Y si yo pudiese apuñalarte la ilusión...

Ya no hablo de amor. Hace un par de meses que ya no hablo de amor. Ayer mismo decidí que jamás me casaría; el mundo de los malditos románticos ya no es el mío. No pienso esperar a nadie vestida de novia en Las Vegas, no pienso escribir ni un solo poema más, no pienso mirar a la luna y saber que es lo único que comparto con él. No pienso comprar sushi para dos, ni recordar cuál era su bebida favorita. Tampoco voy a dibujarme su nombre sobre la piel con el dedo hasta que escueza. Y tampoco voy a escribir mientras escucho cómo resuena una voz extrañamente familiar en esta habitación. Esta será la última maldita y sucia vez que lo haga, porque yo ya no hablo de amor. Me pudieron la vergüenza y el asco que me vi en la cara y en el pecho el día que llamaron a mi puerta.

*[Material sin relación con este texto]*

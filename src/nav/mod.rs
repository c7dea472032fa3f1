//! Navigation extraction across documentation-framework layouts.
//!
//! Documentation sites render their sidebar with client-side script and the
//! markup differs per framework. Extraction runs an ordered list of layout
//! strategies, each a pure function over the parsed document, and returns
//! the first non-empty result. Results from different strategies are never
//! merged: two strategies applied to the same page can yield inconsistent
//! URL sets.

pub mod url_utils;

use log::{debug, warn};
use scraper::{Html, Selector};
use serde::{Deserialize, Serialize};
use std::collections::HashSet;
use url::Url;
use url_utils::{resolve_and_normalize, same_host};

/// One sidebar navigation entry. Two entries are equal iff their normalized
/// URLs are equal; labels may collide and are not deduplicated.
#[derive(Debug, Clone, Serialize, Deserialize)]
pub struct NavEntry {
    pub label: String,
    /// Normalized absolute URL.
    pub url: String,
}

impl PartialEq for NavEntry {
    fn eq(&self, other: &Self) -> bool {
        self.url == other.url
    }
}

impl Eq for NavEntry {}

/// Options controlling extraction and URL normalization.
#[derive(Debug, Clone, Copy, Default)]
pub struct ExtractOptions {
    /// Retain URL fragments. Only for sites that route distinct pages
    /// through fragment-only navigation.
    pub fragment_routing: bool,
}

/// A layout-specific extraction strategy: a name for logging plus the CSS
/// selectors that locate navigation anchors in that layout.
struct LayoutStrategy {
    name: &'static str,
    selectors: &'static [&'static str],
}

/// Ordered strategy list. More specific layouts first so a page that matches
/// both a sidebar tree and a bare `nav` is attributed to the richer layout.
const STRATEGIES: &[LayoutStrategy] = &[
    // (a) always-expanded sidebar trees (VitePress, generic doc portals)
    LayoutStrategy {
        name: "sidebar-tree",
        selectors: &[
            "aside.sidebar a",
            "aside#left-nav a",
            "aside.VPSidebar a",
            ".nav-tree a",
            ".sidebar-nav a",
            ".doc-tree a",
        ],
    },
    // (b) menus with collapsible groups (Docusaurus, <details> trees);
    // the renderer expands the groups before the snapshot is taken
    LayoutStrategy {
        name: "collapsible-menu",
        selectors: &[
            ".theme-doc-sidebar-menu a",
            ".menu a",
            "details a",
        ],
    },
    // (c) flat lists with no grouping
    LayoutStrategy {
        name: "flat-list",
        selectors: &["nav a", ".navigation a", ".toc a"],
    },
];

/// Extract the sidebar navigation entries visible in a rendered page.
///
/// `page_url` is the URL the page was rendered from; relative hrefs resolve
/// against it and entries outside its host are discarded silently. The
/// returned sequence preserves document order and contains no duplicate
/// normalized URLs.
#[must_use]
pub fn extract_nav_entries(
    html: &str,
    page_url: &Url,
    opts: ExtractOptions,
) -> Vec<NavEntry> {
    let document = Html::parse_document(html);

    for strategy in STRATEGIES {
        let entries = apply_strategy(&document, strategy, page_url, opts);
        if !entries.is_empty() {
            debug!(
                "layout {:?} matched {} entries on {}",
                strategy.name,
                entries.len(),
                page_url
            );
            return entries;
        }
    }

    debug!("no navigation layout recognized on {page_url}");
    Vec::new()
}

fn apply_strategy(
    document: &Html,
    strategy: &LayoutStrategy,
    page_url: &Url,
    opts: ExtractOptions,
) -> Vec<NavEntry> {
    let mut entries = Vec::new();
    let mut seen: HashSet<String> = HashSet::new();

    for selector_str in strategy.selectors {
        let selector = match Selector::parse(selector_str) {
            Ok(s) => s,
            Err(e) => {
                warn!("invalid selector {selector_str:?}: {e}");
                continue;
            }
        };

        for anchor in document.select(&selector) {
            let Some(href) = anchor.value().attr("href") else {
                continue;
            };
            let Some(url) = resolve_and_normalize(page_url, href, opts.fragment_routing) else {
                continue;
            };
            if !same_host(&url, page_url) {
                // Cross-domain sidebar links are footer/external links
                continue;
            }

            let label = anchor.text().collect::<String>().trim().to_string();
            if label.is_empty() {
                continue;
            }

            let url = url.to_string();
            if seen.insert(url.clone()) {
                entries.push(NavEntry { label, url });
            }
        }

        // A selector hit means this layout is present; later selectors in
        // the same strategy would re-match the same anchors
        if !entries.is_empty() {
            break;
        }
    }

    entries
}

Jamás volveré a a hablar de amor, ya no me interesa esa basura. Háblame de piel si quieres, háblame de colisiones, háblame de whisky, de nata montada y del puto color rojo. Háblame de heridas y de sangre y de vías de tren y de putas cornamentas. O mejor no me hables, no vuelvas a hablarme.

Hacía años que no dejaba de llorar. Hacía años que no me acostaba y dormía tranquila. Ahora estoy precisamente porque no estoy, porque esa parte mía, esa tan cerda, a la que tanto odio, esa que ama hasta que se le caen el pelo y las uñas, esa que es fea y terrible, esa que se abre en canal una vez a la semana... Esa parte ha muerto. Mi pobre, linda, dulce y desquiciada Norma Jean.

Gana Marilyn. Siempre gana ella.

Cómo pude sentir tanto por toda aquella gente ajena a mí, por todos aquellos seres desconocidos que me rociaron el alma con queroseno, cómo pude siquiera tocarlos sin arder en llamas. Cómo pude mantenerme en pie sabiendo que toda la vida podía ser así, y seguir así hasta tocar la tierra húmeda y descalza. Cómo pudo mi cara estar seca tanto tiempo, cómo pudieron mis pies despojarse de culpa, cómo mi lengua se truncó, cómo los derrames en los ojos se hicieron tan pequeños que casi me lo creí todo. Cómo el sentido, cómo tú, ellos, mañana. Cómo, maldito viento putrefacto, cómo.